Pir, le certezze del banchiere Doris e i dubbi dell’industriale Comerio

Secondo il presidente di Banca Mediolanum i Piani individuali di risparmio salveranno l'economia italiana. Per il presidente di Univa bisogna fare attenzione alle bolle speculative

univa

Un banchiere, Ennio Doris, presidente di Banca Mediolanum, è venuto a dire agli industriali varesini, che il bancocentrismo, cioè la dipendenza esclusiva delle imprese dalle banche per l’approvvigionamento di capitali, è finito grazie ai Pir, i cosiddetti Piani individuali di risparmio. Un autodafé che richiede un certo coraggio soprattutto se viene fatto davanti a una platea di imprenditori abituati da almeno due secoli a “combattere” con le banche per un accesso al credito sostenibile. Il presidente di Banca Mediolanum è convinto che questi nuovi strumenti di investimento «salveranno e cambieranno in meglio l’economia italiana» perché in grado di rompere «quel rapporto incestuoso che esiste tra banche e imprese».
Non è sembrato altrettanto convinto invece Riccardo Comerio, presidente dell’Unione industriali di Varese, organizzatore dell’evento, che all’inizio dell’incontro ha posto a Doris la domanda più scomoda: «Siamo qui perché siamo sempre aperti a nuove sfide. Ma siamo sicuri che non sarà l’ennesima bolla speculativa del mercato?». (foto sopra, da sinistra: Ennio Doris e Riccardo Comerio)

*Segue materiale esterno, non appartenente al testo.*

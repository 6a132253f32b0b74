//! Pipeline orchestrator: queue mode, debug mode and the simple call.
//!
//! [`PipelineOrchestrator`] owns the [`SharedState`], talks to the capture
//! collaborators through [`QueueStore`] / [`FileReader`], and reports to the
//! presentation layer through an unbounded [`PipelineEvent`] channel.
//!
//! # Queue mode
//!
//! ```text
//! list items ─▶ ProcessingStarted
//!   ├─ text / audio items ─▶ ContentExtractor (concurrent, all settle)
//!   ├─ screenshots present ─▶ MultiImageComposer (one call, context first)
//!   │     └─ no image readable ─▶ fall through to the text path
//!   └─ otherwise ─▶ Solver::classify_and_generate
//!         each generation wrapped by RetryController ─▶ ResponseSanitizer
//! ─▶ ProblemExtracted(ProblemInfo), clear main queue
//! ```
//!
//! # Debug mode
//!
//! ```text
//! last ProblemInfo + extra screenshots ─▶ DebugStarted
//!   ─▶ baseline (classify_and_generate over the problem statement)
//!   ─▶ one debug call with baseline + screenshots ─▶ DebugSuccess
//! ```
//!
//! Every run holds a [`CancellationToken`].  Starting another run cancels
//! it; a cancelled run emits nothing further and leaves state alone.

use std::sync::{Arc, Mutex};

use futures::future::join_all;
use tokio::sync::mpsc;
use tokio::task::JoinHandle;
use tokio_util::sync::CancellationToken;

use crate::capture::{FileReader, QueueKind, QueueStore};
use crate::config::AppConfig;
use crate::extract::ContentExtractor;
use crate::llm::prompt::debug_prompt;
use crate::llm::{
    Cancelled, GenerationOptions, LlmClient, PromptPart, RetryController, RetryPolicy,
    SharedClient,
};
use crate::response::ResponseSanitizer;
use crate::solve::{MultiImageComposer, Solver};
use crate::types::{
    ExtractedContent, GenerationResult, InputKind, ProblemInfo, ProcessingError, QueueItem,
};

use super::events::{PipelineCommand, PipelineEvent, ProcessRequest, RawInput};
use super::state::{new_shared_state, AppState, PipelineState, SharedState};

// ---------------------------------------------------------------------------
// PipelineError
// ---------------------------------------------------------------------------

/// Why a run ended without a result.
///
/// The `Display` text is what goes into `SolutionError` / `DebugError`.
#[derive(Debug, Clone, PartialEq, Eq)]
pub enum PipelineError {
    /// No API key; nothing can be called.
    Configuration(String),
    /// The queue was empty.
    NoInput,
    /// Every item failed; carries the per-item summary.
    NoContent(String),
    /// Debug mode without a previous queue run.
    NoProblem,
    /// Debug mode without a readable extra screenshot.
    NoDebugImages,
    /// The run was cancelled; nothing was emitted after that point.
    Cancelled,
    /// Collaborator failure outside any single item.
    Internal(String),
}

impl std::fmt::Display for PipelineError {
    fn fmt(&self, f: &mut std::fmt::Formatter<'_>) -> std::fmt::Result {
        match self {
            PipelineError::Configuration(msg) => write!(f, "Configuration error: {msg}"),
            PipelineError::NoInput => write!(f, "Nothing to process: the queue is empty"),
            PipelineError::NoContent(detail) => {
                write!(f, "No content could be extracted from the inputs: {detail}")
            }
            PipelineError::NoProblem => {
                write!(f, "Nothing to debug yet: process a problem first")
            }
            PipelineError::NoDebugImages => {
                write!(f, "Debug mode needs at least one readable extra screenshot")
            }
            PipelineError::Cancelled => write!(f, "Processing was cancelled"),
            PipelineError::Internal(msg) => write!(f, "Internal error: {msg}"),
        }
    }
}

impl std::error::Error for PipelineError {}

impl From<Cancelled> for PipelineError {
    fn from(_: Cancelled) -> Self {
        PipelineError::Cancelled
    }
}

// ---------------------------------------------------------------------------
// PipelineOrchestrator
// ---------------------------------------------------------------------------

/// Sequences extraction, classification, generation and sanitization for
/// one user's queue.
///
/// ```rust,no_run
/// use std::sync::Arc;
/// use interview_coach::capture::{DirectoryQueue, FsReader};
/// use interview_coach::config::{AppConfig, AppPaths};
/// use interview_coach::llm::SharedClient;
/// use interview_coach::pipeline::{PipelineCommand, PipelineOrchestrator, ProcessRequest};
///
/// # async fn example() {
/// let config = Arc::new(AppConfig::load().unwrap());
/// let paths = AppPaths::new();
/// let (event_tx, mut event_rx) = tokio::sync::mpsc::unbounded_channel();
///
/// let orchestrator = Arc::new(PipelineOrchestrator::new(
///     &config,
///     SharedClient::gemini(config.clone(), config.llm.clone()),
///     Arc::new(DirectoryQueue::new(paths.queue_dir, paths.extra_queue_dir)),
///     Arc::new(FsReader),
///     event_tx,
/// ));
///
/// let (cmd_tx, cmd_rx) = tokio::sync::mpsc::channel(8);
/// tokio::spawn(orchestrator.run(cmd_rx));
/// cmd_tx.send(PipelineCommand::Process(ProcessRequest::Buffered)).await.unwrap();
/// while let Some(event) = event_rx.recv().await {
///     println!("{event:?}");
/// }
/// # }
/// ```
pub struct PipelineOrchestrator {
    state: SharedState,
    client: SharedClient,
    queue: Arc<dyn QueueStore>,
    reader: Arc<dyn FileReader>,
    events: mpsc::UnboundedSender<PipelineEvent>,
    extractor: ContentExtractor,
    solver: Solver,
    composer: MultiImageComposer,
    controller: RetryController,
    sanitizer: ResponseSanitizer,
    options: GenerationOptions,
    current: Mutex<Option<CancellationToken>>,
}
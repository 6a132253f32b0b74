//! Messages into and out of the orchestrator.

use crate::types::{GenerationResult, InputKind, ProblemInfo, QueueItem};

/// One-directional notifications for the presentation layer.
#[derive(Debug, Clone, PartialEq, Eq)]
pub enum PipelineEvent {
    ProcessingStarted,
    ProblemExtracted(ProblemInfo),
    SolutionError(String),
    DebugStarted,
    DebugSuccess(GenerationResult),
    DebugError(String),
    NoInputAvailable,
}

impl PipelineEvent {
    pub fn name(&self) -> &'static str {
        match self {
            PipelineEvent::ProcessingStarted => "processing-started",
            PipelineEvent::ProblemExtracted(_) => "problem-extracted",
            PipelineEvent::SolutionError(_) => "solution-error",
            PipelineEvent::DebugStarted => "debug-started",
            PipelineEvent::DebugSuccess(_) => "debug-success",
            PipelineEvent::DebugError(_) => "debug-error",
            PipelineEvent::NoInputAvailable => "no-input-available",
        }
    }

    /// `true` for the events that end a run.
    pub fn is_terminal(&self) -> bool {
        !matches!(
            self,
            PipelineEvent::ProcessingStarted | PipelineEvent::DebugStarted
        )
    }
}

/// Which items a run should process.
#[derive(Debug, Clone, PartialEq, Eq)]
pub enum ProcessRequest {
    /// Whatever is currently in the queue store.
    Buffered,
    /// An explicit list, bypassing the queue store for listing.
    Items(Vec<QueueItem>),
}

/// Requests consumed by [`PipelineOrchestrator::run`](super::PipelineOrchestrator::run).
#[derive(Debug, Clone, PartialEq, Eq)]
pub enum PipelineCommand {
    /// Queue-mode processing.
    Process(ProcessRequest),
    /// Debug-mode processing over the last problem.
    Debug(ProcessRequest),
    /// Cancel the run in flight, if any.
    Cancel,
}

/// A single input for the simple processing call.
#[derive(Debug, Clone, PartialEq, Eq)]
pub enum RawInput {
    Text(String),
    Binary {
        kind: InputKind,
        mime_type: String,
        data: Vec<u8>,
    },
}

impl RawInput {
    pub fn kind(&self) -> InputKind {
        match self {
            RawInput::Text(_) => InputKind::Text,
            RawInput::Binary { kind, .. } => *kind,
        }
    }
}
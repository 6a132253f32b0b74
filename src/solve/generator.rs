//! Category-specific generation over the full content.

use tokio_util::sync::CancellationToken;

use super::Category;
use crate::llm::prompt::generation_prompt;
use crate::llm::{GenerationOptions, LlmClient, LlmError, PromptPart};
use crate::response::sections::{classification_line, is_classification_header};

#[derive(Debug, Clone, Default)]
pub struct ResponseGenerator {
    options: GenerationOptions,
}

impl ResponseGenerator {
    pub fn new(options: GenerationOptions) -> Self {
        Self { options }
    }

    /// One call with the category template and the original content.
    /// Blank output is an [`LlmError::EmptyResponse`].
    pub async fn generate(
        &self,
        client: &dyn LlmClient,
        category: Category,
        content: &str,
        cancel: &CancellationToken,
    ) -> Result<String, LlmError> {
        let prompt = generation_prompt(category, content);
        let text = client
            .generate(&[PromptPart::text(prompt)], &self.options, cancel)
            .await?;
        if text.trim().is_empty() {
            return Err(LlmError::EmptyResponse);
        }
        Ok(text)
    }

    /// Final response text: the canonical classification line followed by
    /// `body` with any classification lines the model added removed.
    pub fn finish(category: Category, body: &str) -> String {
        let body = body
            .lines()
            .filter(|line| !is_classification_header(line))
            .collect::<Vec<_>>()
            .join("\n");
        format!(
            "{}\n\n{}",
            classification_line(category.label()),
            body.trim()
        )
    }
}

COSA SONO I PIR E PERCHÉ RAPPRESENTANO UNA RIVOLUZIONE
I piani individuali di risparmio sono stati introdotti in Italia nel 2017 e sono strumenti finanziari che permettono ai privati di prestare soldi alle aziende. Sono molto convenienti, danno buoni rendimenti e godono di agevolazioni fiscali: niente tasse sugli interessi e niente tasse di successione. Possono essere sottoscritti solo da persone fisiche, un Pir e uno soltanto per ogni risparmiatore e non potranno essere investiti più di 30mila euro l’anno per un massimo di 150mila in cinque anni. Se vengono disinvestiti prima dei cinque anni l’investitore pagherà le tassazioni vigenti sugli interessi maturati. I soldi raccolti vengono poi indirizzati da appositi gestori verso fondi che devono avere una particolare composizione: il 30% del portafoglio deve essere caratterizzato da un’ampia diversificazione, il restante 70% deve essere investito in azioni e obbligazioni di aziende che operano in Italia, il 30% di quel 70% va indirizzato verso le pmi italiane che non siano presenti nell’indice di borsa FtseMib40 o in indici esteri equivalenti. Quanto basta per riaccendere la fantasia dei piccoli investitori privati, frustrata per anni dai rendimenti negativi dei bot.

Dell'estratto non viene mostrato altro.